Collected data entries:
===

//! Response building.
//!
//! # Responsibilities
//! - Wrap rendered HTML with the right status
//! - Attach htmx response directives after successful mutations
//! - Build the search cookie
//! - Map catalog and render errors to client-visible responses
//!
//! # Design Decisions
//! - Id errors are plain text with the validator's status
//! - Render failures are logged and surface as a bare 500

use axum::{
    http::{header::SET_COOKIE, HeaderValue, StatusCode},
    response::{Html, IntoResponse, Response},
};
use cookie::{time::Duration, Cookie, SameSite};
use thiserror::Error;

use crate::catalog::CatalogError;
use crate::config::SessionConfig;
use crate::render::RenderError;

/// Canonical list location.
pub const LIST_PATH: &str = "/product-list";

pub const HX_REPLACE_URL: &str = "hx-replace-url";
pub const HX_RETARGET: &str = "hx-retarget";
pub const HX_RESWAP: &str = "hx-reswap";

/// Region every list re-render lands in.
pub const MAIN_TARGET: &str = "#main";
pub const MAIN_SWAP: &str = "innerHTML";

/// Errors a handler can end with.
#[derive(Debug, Error)]
pub enum HttpError {
    #[error(transparent)]
    Catalog(#[from] CatalogError),

    #[error(transparent)]
    Render(#[from] RenderError),
}

impl IntoResponse for HttpError {
    fn into_response(self) -> Response {
        match self {
            HttpError::Catalog(e) => e.into_response(),
            HttpError::Render(e) => e.into_response(),
        }
    }
}

impl IntoResponse for CatalogError {
    fn into_response(self) -> Response {
        (self.status(), self.to_string()).into_response()
    }
}

impl IntoResponse for RenderError {
    fn into_response(self) -> Response {
        tracing::error!(error = %self, "Template rendering failed");
        (StatusCode::INTERNAL_SERVER_ERROR, "Internal server error").into_response()
    }
}

/// HTML response with `status`.
pub fn html(status: StatusCode, body: String) -> Response {
    (status, Html(body)).into_response()
}

/// Tell the client to show the list URL and swap the response into `#main`.
pub fn patch_main(mut response: Response) -> Response {
    let headers = response.headers_mut();
    headers.insert(HX_REPLACE_URL, HeaderValue::from_static(LIST_PATH));
    headers.insert(HX_RETARGET, HeaderValue::from_static(MAIN_TARGET));
    headers.insert(HX_RESWAP, HeaderValue::from_static(MAIN_SWAP));
    response
}

/// Tell the client to show the list URL.
pub fn replace_url(mut response: Response) -> Response {
    response
        .headers_mut()
        .insert(HX_REPLACE_URL, HeaderValue::from_static(LIST_PATH));
    response
}

/// Attach the search cookie carrying `search_text`.
pub fn with_search_cookie(mut response: Response, session: &SessionConfig, search_text: &str) -> Response {
    match search_cookie(session, search_text) {
        Some(value) => {
            response.headers_mut().append(SET_COOKIE, value);
        }
        None => tracing::warn!(cookie = %session.search_cookie, "Could not encode search cookie"),
    }
    response
}

/// `Set-Cookie` value persisting the search text.
pub fn search_cookie(session: &SessionConfig, search_text: &str) -> Option<HeaderValue> {
    let cookie = Cookie::build((session.search_cookie.clone(), search_text.to_string()))
        .path("/")
        .http_only(true)
        .same_site(SameSite::Lax)
        .max_age(Duration::seconds(session.cookie_max_age_secs))
        .build();

    HeaderValue::from_str(&cookie.encoded().to_string()).ok()
}
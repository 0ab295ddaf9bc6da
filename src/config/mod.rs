//! Configuration management subsystem.
//!
//! # Data Flow
//! ```text
//! config file (TOML)
//!     → loader.rs (read & deserialize)
//!     → validation.rs (semantic checks)
//!     → CatalogConfig (validated, immutable)
//!     → handed to the server and catalog service at startup
//! ```
//!
//! # Design Decisions
//! - Config is immutable once loaded
//! - All fields have defaults to allow minimal configs
//! - Validation separates syntactic (serde) from semantic checks

pub mod loader;
pub mod schema;
pub mod validation;

pub use loader::{load_config, ConfigError};
pub use schema::{
    CatalogConfig, CatalogSection, ListenerConfig, ObservabilityConfig, RenderConfig, SeedProduct,
    SessionConfig, TimeoutConfig,
};
pub use validation::{validate_config, ValidationError};
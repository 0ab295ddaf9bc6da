//! Shutdown coordination.

use tokio::sync::broadcast;

/// Coordinator for graceful shutdown.
///
/// Long-running tasks subscribe and stop when the signal is triggered.
#[derive(Clone)]
pub struct Shutdown {
    tx: broadcast::Sender<()>,
}

impl Shutdown {
    pub fn new() -> Self {
        let (tx, _) = broadcast::channel(1);
        Self { tx }
    }

    pub fn subscribe(&self) -> broadcast::Receiver<()> {
        self.tx.subscribe()
    }

    /// Notify every subscriber. Returns how many were listening.
    pub fn trigger(&self) -> usize {
        self.tx.send(()).unwrap_or(0)
    }

    /// Trigger once an OS termination signal arrives.
    pub fn trigger_on_signal(&self) {
        let this = self.clone();
        tokio::spawn(async move {
            wait_and_trigger(this).await;
        });
    }
}

async fn wait_and_trigger(shutdown: Shutdown) {
    crate::lifecycle::signals::wait_for_signal().await;
    let listeners = shutdown.trigger();
    tracing::info!(listeners, "Shutdown triggered");
}

impl Default for Shutdown {
    fn default() -> Self {
        Self::new()
    }
}
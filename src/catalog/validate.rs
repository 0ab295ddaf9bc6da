//! Product id and form validation.
//!
//! # Responsibilities
//! - Resolve a textual id to a catalog index
//! - Check submitted fields (required name, price format, name uniqueness)
//! - Leave sticky values and errors on the page when a submission fails
//!
//! # Design Decisions
//! - Validation only reads the store; mutation happens after it succeeds
//! - All field errors are collected, not just the first

use std::collections::BTreeMap;

use crate::catalog::error::{CatalogError, CatalogResult};
use crate::catalog::page::{FormState, PageState, ProductForm, FIELD_NAME, FIELD_PRICE};
use crate::catalog::store::Catalog;

pub const MSG_INVALID_PRICE: &str = "Invalid price";
pub const MSG_NAME_EXISTS: &str = "Name already exists";
pub const MSG_NAME_REQUIRED: &str = "Name is required";

/// Field name → message.
pub type FieldErrors = BTreeMap<String, String>;

/// Resolve `text` to the index of the product with that id.
pub fn validate_product_id(text: &str, catalog: &Catalog) -> CatalogResult<usize> {
    let id: i64 = text
        .parse()
        .map_err(|_| CatalogError::InvalidId(text.to_string()))?;

    u64::try_from(id)
        .ok()
        .and_then(|id| catalog.index_of(id))
        .ok_or_else(|| CatalogError::NotFound(text.to_string()))
}

/// Check a submitted product form and return its price in cents.
///
/// `existing_id` is the product being edited, excluded from the name check.
/// On failure the page's form state is replaced with the submitted values
/// and errors; on success it is left alone.
pub fn validate_product_form(
    form: &ProductForm,
    existing_id: Option<u64>,
    check_name_uniqueness: bool,
    page: &mut PageState,
) -> Result<u64, FieldErrors> {
    let mut errors = FieldErrors::new();

    let price = parse_price_cents(&form.price);
    if price.is_none() {
        errors.insert(FIELD_PRICE.to_string(), MSG_INVALID_PRICE.to_string());
    }

    if form.name.is_empty() {
        errors.insert(FIELD_NAME.to_string(), MSG_NAME_REQUIRED.to_string());
    } else if check_name_uniqueness {
        let taken = match existing_id {
            Some(id) => page.catalog().has_name_except(&form.name, id),
            None => page.catalog().has_name(&form.name),
        };
        if taken {
            errors.insert(FIELD_NAME.to_string(), MSG_NAME_EXISTS.to_string());
        }
    }

    match price {
        Some(cents) if errors.is_empty() => Ok(cents),
        _ => {
            page.set_form(FormState::from_submission(form, errors.clone()));
            Err(errors)
        }
    }
}

/// Parse a decimal price into whole cents, rounding half away from zero.
///
/// Negative and non-finite values are rejected.
pub fn parse_price_cents(text: &str) -> Option<u64> {
    let price: f64 = text.parse().ok()?;
    if !price.is_finite() || price < 0.0 {
        return None;
    }
    let cents = (price * 100.0).round();
    if cents > u64::MAX as f64 {
        return None;
    }
    Some(cents as u64)
}
//! OS signal handling.

/// Resolve on Ctrl-C, or SIGTERM on unix.
pub async fn wait_for_signal() {
    let ctrl_c = async {
        if let Err(e) = tokio::signal::ctrl_c().await {
            tracing::error!(error = %e, "Failed to listen for Ctrl+C");
            std::future::pending::<()>().await;
        }
    };

    #[cfg(unix)]
    let terminate = async {
        match tokio::signal::unix::signal(tokio::signal::unix::SignalKind::terminate()) {
            Ok(mut sig) => {
                sig.recv().await;
            }
            Err(e) => {
                tracing::error!(error = %e, "Failed to install SIGTERM handler");
                std::future::pending::<()>().await;
            }
        }
    };

    #[cfg(not(unix))]
    let terminate = std::future::pending::<()>();

    tokio::select! {
        _ = ctrl_c => tracing::info!("Received Ctrl+C"),
        _ = terminate => tracing::info!("Received SIGTERM"),
    }
}
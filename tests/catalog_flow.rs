//! End-to-end catalog flows against a live server.

use std::net::SocketAddr;

use product_catalog::config::CatalogConfig;

mod common;

const HX: (&str, &str) = ("HX-Request", "true");

#[tokio::test]
async fn test_create_then_search_scenario() {
    let addr: SocketAddr = "127.0.0.1:28381".parse().unwrap();
    let shutdown = common::start_server(addr).await;
    let client = common::client();
    let base = format!("http://{}", addr);

    let res = client
        .post(format!("{base}/add-product"))
        .header(HX.0, HX.1)
        .form(&[("name", "Saw"), ("description", "Hand saw"), ("price", "12.50")])
        .send()
        .await
        .expect("Server unreachable");
    assert_eq!(res.status(), 200);
    assert_eq!(res.headers()["hx-replace-url"], "/product-list");
    assert_eq!(res.headers()["hx-retarget"], "#main");
    assert_eq!(res.headers()["hx-reswap"], "innerHTML");
    let body = res.text().await.unwrap();
    assert!(body.contains("/product/2/edit"), "new product gets id 2");
    assert!(body.contains("12.50"));

    let health: serde_json::Value = client
        .get(format!("{base}/health"))
        .send()
        .await
        .unwrap()
        .json()
        .await
        .unwrap();
    assert_eq!(health["products"], 2);

    let res = client
        .post(format!("{base}/product-list/search"))
        .header(HX.0, HX.1)
        .form(&[("search", "saw")])
        .send()
        .await
        .unwrap();
    assert_eq!(res.status(), 200);
    let body = res.text().await.unwrap();
    assert!(body.contains("Hand saw"));
    assert!(!body.contains("Smashing hammer"));

    // The cookie jar now carries the search text back to the list view
    let page = client
        .get(format!("{base}/product-list"))
        .send()
        .await
        .unwrap()
        .text()
        .await
        .unwrap();
    assert!(page.contains("<!DOCTYPE html>"));
    assert!(page.contains(r#"value="saw""#));
    assert!(!page.contains("Smashing hammer"));

    // A client without the cookie gets the unfiltered catalog
    let page = common::client()
        .get(format!("{base}/product-list"))
        .send()
        .await
        .unwrap()
        .text()
        .await
        .unwrap();
    assert!(page.contains("Smashing hammer"));
    assert!(page.contains("Hand saw"));

    shutdown.trigger();
}

#[tokio::test]
async fn test_rejected_submissions_do_not_mutate() {
    let addr: SocketAddr = "127.0.0.1:28382".parse().unwrap();
    let shutdown = common::start_server(addr).await;
    let client = common::client();
    let base = format!("http://{}", addr);

    let res = client
        .post(format!("{base}/add-product"))
        .header(HX.0, HX.1)
        .form(&[("name", "Hammer"), ("description", "dup"), ("price", "1")])
        .send()
        .await
        .unwrap();
    assert_eq!(res.status(), 422);
    assert!(res.text().await.unwrap().contains("Name already exists"));

    let res = client
        .post(format!("{base}/add-product"))
        .header(HX.0, HX.1)
        .form(&[("name", "Saw"), ("description", ""), ("price", "twelve")])
        .send()
        .await
        .unwrap();
    assert_eq!(res.status(), 422);
    assert!(res.text().await.unwrap().contains("Invalid price"));

    let res = client
        .post(format!("{base}/product/999/delete"))
        .header(HX.0, HX.1)
        .send()
        .await
        .unwrap();
    assert_eq!(res.status(), 404);

    let res = client
        .post(format!("{base}/product/nope/edit"))
        .header(HX.0, HX.1)
        .form(&[("name", "X"), ("description", ""), ("price", "1")])
        .send()
        .await
        .unwrap();
    assert_eq!(res.status(), 400);

    let health: serde_json::Value = client
        .get(format!("{base}/health"))
        .send()
        .await
        .unwrap()
        .json()
        .await
        .unwrap();
    assert_eq!(health["products"], 1);

    shutdown.trigger();
}

#[tokio::test]
async fn test_edit_price_and_ids_never_reused() {
    let addr: SocketAddr = "127.0.0.1:28383".parse().unwrap();
    let shutdown = common::start_server(addr).await;
    let client = common::client();
    let base = format!("http://{}", addr);

    let res = client
        .post(format!("{base}/product/1/edit"))
        .header(HX.0, HX.1)
        .form(&[("name", "Hammer"), ("description", "Smashing hammer"), ("price", "10.50")])
        .send()
        .await
        .unwrap();
    assert_eq!(res.status(), 200);
    assert!(res.text().await.unwrap().contains("10.50"));

    let res = client
        .post(format!("{base}/product/1/delete"))
        .header(HX.0, HX.1)
        .send()
        .await
        .unwrap();
    assert_eq!(res.status(), 200);
    assert_eq!(res.headers()["hx-replace-url"], "/product-list");

    let res = client
        .post(format!("{base}/add-product"))
        .header(HX.0, HX.1)
        .form(&[("name", "Hammer"), ("description", "Back again"), ("price", "9")])
        .send()
        .await
        .unwrap();
    let body = res.text().await.unwrap();
    assert!(body.contains("/product/2/edit"));
    assert!(!body.contains("/product/1/edit"));

    shutdown.trigger();
}

#[tokio::test]
async fn test_plain_requests_get_redirects_and_pages() {
    let addr: SocketAddr = "127.0.0.1:28384".parse().unwrap();
    let shutdown = common::start_server(addr).await;
    let client = common::client();
    let base = format!("http://{}", addr);

    let res = client.get(format!("{base}/")).send().await.unwrap();
    assert_eq!(res.status(), 301);
    assert_eq!(res.headers()["location"], "/product-list");

    let res = client.get(format!("{base}/add-product")).send().await.unwrap();
    assert_eq!(res.status(), 307);

    let res = client.get(format!("{base}/product/1/delete")).send().await.unwrap();
    assert_eq!(res.status(), 307);

    let res = client
        .get(format!("{base}/product/1/delete"))
        .header(HX.0, HX.1)
        .send()
        .await
        .unwrap();
    assert_eq!(res.status(), 200);
    assert!(res.text().await.unwrap().contains("Hammer"));

    shutdown.trigger();
}

#[tokio::test]
async fn test_static_assets_served_when_configured() {
    let addr: SocketAddr = "127.0.0.1:28385".parse().unwrap();
    let dir = tempfile::tempdir().unwrap();
    std::fs::create_dir(dir.path().join("css")).unwrap();
    std::fs::write(dir.path().join("css/style.css"), "body { margin: 0 }").unwrap();

    let mut config = CatalogConfig::default();
    config.listener.bind_address = addr.to_string();
    config.render.static_dir = Some(dir.path().to_string_lossy().into_owned());
    let shutdown = common::start_server_with(config).await;

    let client = common::client();
    let res = client
        .get(format!("http://{}/static/css/style.css", addr))
        .send()
        .await
        .unwrap();
    assert_eq!(res.status(), 200);
    assert_eq!(res.text().await.unwrap(), "body { margin: 0 }");

    shutdown.trigger();
}

#[tokio::test]
async fn test_missing_template_dir_fails_startup() {
    let dir = tempfile::tempdir().unwrap();
    let mut config = CatalogConfig::default();
    config.render.template_dir = Some(dir.path().join("missing").to_string_lossy().into_owned());

    assert!(product_catalog::HttpServer::new(config).is_err());
}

===

Problem details. Would you copy every line of the entries in which "Duration" appears?

Exercise response.
use cookie::{time::Duration, Cookie, SameSite};
        .max_age(Duration::seconds(session.cookie_max_age_secs))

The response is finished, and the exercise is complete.